For example, large baleen whales, such as gray whales or humpback whales, may change their migratory path to avoid exposure to loud noises such as seismic airgun surveys or industrial noise. Deep-diving toothed whales, such as beaked whales, may alter their dive and feeding behavior in the presence of active sonar or other sonar-like sounds, such as those used for military training and testing. Often, what animals are doing at the time of exposure or their previous experience with noises can determine how they respond to the noise. Resting individuals, mom-calf pairs, or individuals exposed to a new noise source may be more easily disturbed.

Also, increases in background noise can make it more difficult for whales to communicate, navigate, and hear critical sounds from predators and prey. This is called “masking.” These effects are especially notable in areas of persistent and heavy human use, such as commercial shipping lanes and busy ports.
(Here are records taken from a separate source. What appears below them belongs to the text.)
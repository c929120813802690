//! Microsoft Graph mail provider
//!
//! Lists recent inbox messages (with transparent @odata.nextLink
//! pagination) and sends the rendered digest through /me/sendMail.

use anyhow::{Context, Result, bail};
use serde::Deserialize;
use serde_json::json;
use std::time::Duration;

use crate::constants::{GRAPH_PAGE_SIZE, HTTP_TIMEOUT_SECS};
use crate::credentials::TokenCache;
use crate::digest::WindowBounds;
use crate::oauth::MicrosoftOAuth;

use super::types::RawMessage;

const GRAPH_BASE: &str = "https://graph.microsoft.com/v1.0";

#[derive(Debug, Deserialize)]
struct MessagePage {
    #[serde(default)]
    value: Vec<GraphMessage>,
    #[serde(rename = "@odata.nextLink")]
    next_link: Option<String>,
}

#[derive(Debug, Deserialize)]
#[serde(rename_all = "camelCase")]
struct GraphMessage {
    id: String,
    #[serde(default)]
    conversation_id: Option<String>,
    #[serde(default)]
    subject: Option<String>,
    #[serde(default)]
    from: Option<Recipient>,
    #[serde(default)]
    reply_to: Vec<Recipient>,
    received_date_time: String,
    #[serde(default)]
    body_preview: Option<String>,
}

#[derive(Debug, Default, Deserialize)]
#[serde(rename_all = "camelCase")]
struct Recipient {
    #[serde(default)]
    email_address: EmailAddress,
}

#[derive(Debug, Default, Deserialize)]
struct EmailAddress {
    #[serde(default)]
    name: Option<String>,
    #[serde(default)]
    address: Option<String>,
}

impl GraphMessage {
    fn into_raw(self) -> Result<RawMessage> {
        let received_at = chrono::DateTime::parse_from_rfc3339(&self.received_date_time)
            .with_context(|| format!("Bad receivedDateTime: {}", self.received_date_time))?
            .to_utc();

        let (from_address, from_name) = match self.from {
            Some(r) => (
                r.email_address.address.unwrap_or_default(),
                r.email_address.name.filter(|n| !n.is_empty()),
            ),
            None => (String::new(), None),
        };

        let reply_to_address = self
            .reply_to
            .into_iter()
            .next()
            .and_then(|r| r.email_address.address)
            .filter(|a| !a.is_empty());

        RawMessage::new(
            self.id,
            self.conversation_id.unwrap_or_default(),
            from_address,
            from_name,
            received_at,
            self.subject,
            self.body_preview.unwrap_or_default(),
            reply_to_address,
        )
    }
}

pub struct GraphClient {
    http: reqwest::Client,
    access_token: String,
}

impl GraphClient {
    /// Authenticate (cached token, refresh, or device-code sign-in) and
    /// build a ready client.
    pub async fn connect(tenant_id: &str, client_id: &str, email: &str) -> Result<Self> {
        let oauth = MicrosoftOAuth::new(tenant_id, client_id)?;
        let cache = TokenCache::new(email);
        let access_token = oauth
            .access_token(&cache)
            .await
            .context("Microsoft Graph authentication failed")?;

        let http = reqwest::Client::builder()
            .timeout(Duration::from_secs(HTTP_TIMEOUT_SECS))
            .build()
            .context("Failed to create HTTP client")?;

        Ok(Self { http, access_token })
    }

    /// List inbox messages inside the window, flattened across pages.
    /// The aggregator re-applies the cutoff; the filter here just keeps
    /// the transfer small.
    pub async fn list_recent_messages(&self, bounds: &WindowBounds) -> Result<Vec<RawMessage>> {
        let filter = match bounds.end {
            Some(end) => format!(
                "receivedDateTime ge {} and receivedDateTime lt {}",
                graph_ts(bounds.start),
                graph_ts(end)
            ),
            None => format!("receivedDateTime ge {}", graph_ts(bounds.start)),
        };

        let mut url = format!("{}/me/mailFolders/Inbox/messages", GRAPH_BASE);
        let mut query = Some(vec![
            (
                "$select",
                "id,subject,from,replyTo,receivedDateTime,bodyPreview,conversationId".to_string(),
            ),
            ("$filter", filter),
            ("$orderby", "receivedDateTime desc".to_string()),
            ("$top", GRAPH_PAGE_SIZE.to_string()),
        ]);

        let mut messages = Vec::new();
        loop {
            let mut request = self.http.get(&url).bearer_auth(&self.access_token);
            if let Some(ref q) = query {
                request = request.query(q);
            }
            let response = request.send().await.context("Graph list request failed")?;

            let status = response.status();
            if !status.is_success() {
                let body = response.text().await.unwrap_or_default();
                bail!("Graph list failed ({}): {}", status, body);
            }

            let page: MessagePage = response
                .json()
                .await
                .context("Failed to parse Graph message page")?;

            for msg in page.value {
                let id = msg.id.clone();
                match msg.into_raw() {
                    Ok(raw) => messages.push(raw),
                    Err(e) => tracing::debug!(id, "dropping unroutable message: {e}"),
                }
            }

            match page.next_link {
                Some(next) => {
                    // nextLink carries the full query; pass it through as-is.
                    url = next;
                    query = None;
                }
                None => break,
            }
        }

        tracing::info!(count = messages.len(), "fetched inbox messages from Graph");
        Ok(messages)
    }

    /// Deliver the digest through /me/sendMail.
    pub async fn send(&self, to_address: &str, subject: &str, html_body: &str) -> Result<()> {
        let message = json!({
            "message": {
                "subject": subject,
                "body": { "contentType": "HTML", "content": html_body },
                "toRecipients": [
                    { "emailAddress": { "address": to_address } }
                ],
            }
        });

        let response = self
            .http
            .post(format!("{}/me/sendMail", GRAPH_BASE))
            .bearer_auth(&self.access_token)
            .json(&message)
            .send()
            .await
            .context("Graph sendMail request failed")?;

        let status = response.status();
        if !status.is_success() {
            let body = response.text().await.unwrap_or_default();
            bail!("Graph sendMail failed ({}): {}", status, body);
        }

        tracing::info!(to = to_address, "digest sent via Microsoft Graph");
        Ok(())
    }
}

/// Graph wants second-precision UTC timestamps with a literal Z.
fn graph_ts(ts: chrono::DateTime<chrono::Utc>) -> String {
    ts.format("%Y-%m-%dT%H:%M:%SZ").to_string()
}

#[cfg(test)]
mod tests {
    use super::*;
    use chrono::TimeZone;

    #[test]
    fn test_graph_ts_format() {
        let ts = chrono::Utc.with_ymd_and_hms(2024, 3, 15, 9, 30, 5).unwrap();
        assert_eq!(graph_ts(ts), "2024-03-15T09:30:05Z");
    }

    #[test]
    fn test_parse_message_page() {
        let payload = r#"{
            "value": [{
                "id": "m1",
                "conversationId": "c1",
                "subject": "Hi",
                "from": {"emailAddress": {"name": "Ada", "address": "a@x.com"}},
                "replyTo": [{"emailAddress": {"address": "list@x.com"}}],
                "receivedDateTime": "2024-03-15T09:30:05Z",
                "bodyPreview": "hello"
            }],
            "@odata.nextLink": "https://graph.microsoft.com/v1.0/next"
        }"#;

        let page: MessagePage = serde_json::from_str(payload).unwrap();
        assert_eq!(page.next_link.as_deref(), Some("https://graph.microsoft.com/v1.0/next"));

        let raw = page.value.into_iter().next().unwrap().into_raw().unwrap();
        assert_eq!(raw.conversation_key, "c1");
        assert_eq!(raw.from_address, "a@x.com");
        assert_eq!(raw.from_display_name.as_deref(), Some("Ada"));
        assert_eq!(raw.reply_to_address.as_deref(), Some("list@x.com"));
        assert_eq!(raw.body_preview, "hello");
    }

    #[test]
    fn test_message_without_conversation_id_is_rejected() {
        let payload = r#"{
            "id": "m1",
            "receivedDateTime": "2024-03-15T09:30:05Z"
        }"#;
        let msg: GraphMessage = serde_json::from_str(payload).unwrap();
        assert!(msg.into_raw().is_err());
    }
}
NOAA scientists use computer models to quantify the loss in “listening space” or “communication space.” This helps us understand how whale communication may be limited in different areas and circumstances due to the impact from ocean noises. 

All of these impacts, if experienced repeatedly over longer durations or together with other types of stressors, can affect the health, reproductive success, and survival of whales and other species.

NOAA’s Role in Understanding and Managing Underwater Noise

NOAA is the lead U.S. federal agency responsible for understanding and working to reduce the threat of human-produced noise on whales and all other protected marine species and their habitats. We have developed the Ocean Noise Strategy to articulate our agency’s vision, and guide science and management actions for addressing ocean noise. Our strategy promotes outreach and engagement with stakeholders and international partners to further our vision. It emphasizes the creation of management decision support tools.

For example, via the Marine Mammal Protection Act and Endangered Species Act, NOAA Fisheries aim to reduce short and long-term noise impacts through required mitigation, such as:

  • Turning off/powering down a sound source when animals get within a certain distance (shut-down)

  • Preventing sound exposure within a critical area or time, such as a known feeding or calving area (time/area closure)

Monitoring designed to learn more about the impacts of the activity on whales and other protected species may also be required. Further, NOAA Fisheries develops tools and guidance to better understand and quantify impacts from underwater noises.

NOAA scientists can also use underwater microphones, called hydrophones, to conduct passive acoustic monitoring and listen to what is happening below the surface. PAM is an extremely useful and powerful tool to understand trends in where and how whales live over space and time. For example, our Northeast Fisheries Science Center developed a Passive Acoustic Cetacean Map tool showing when and where specific whales and dolphins have been heard in the North Atlantic Ocean since 2004.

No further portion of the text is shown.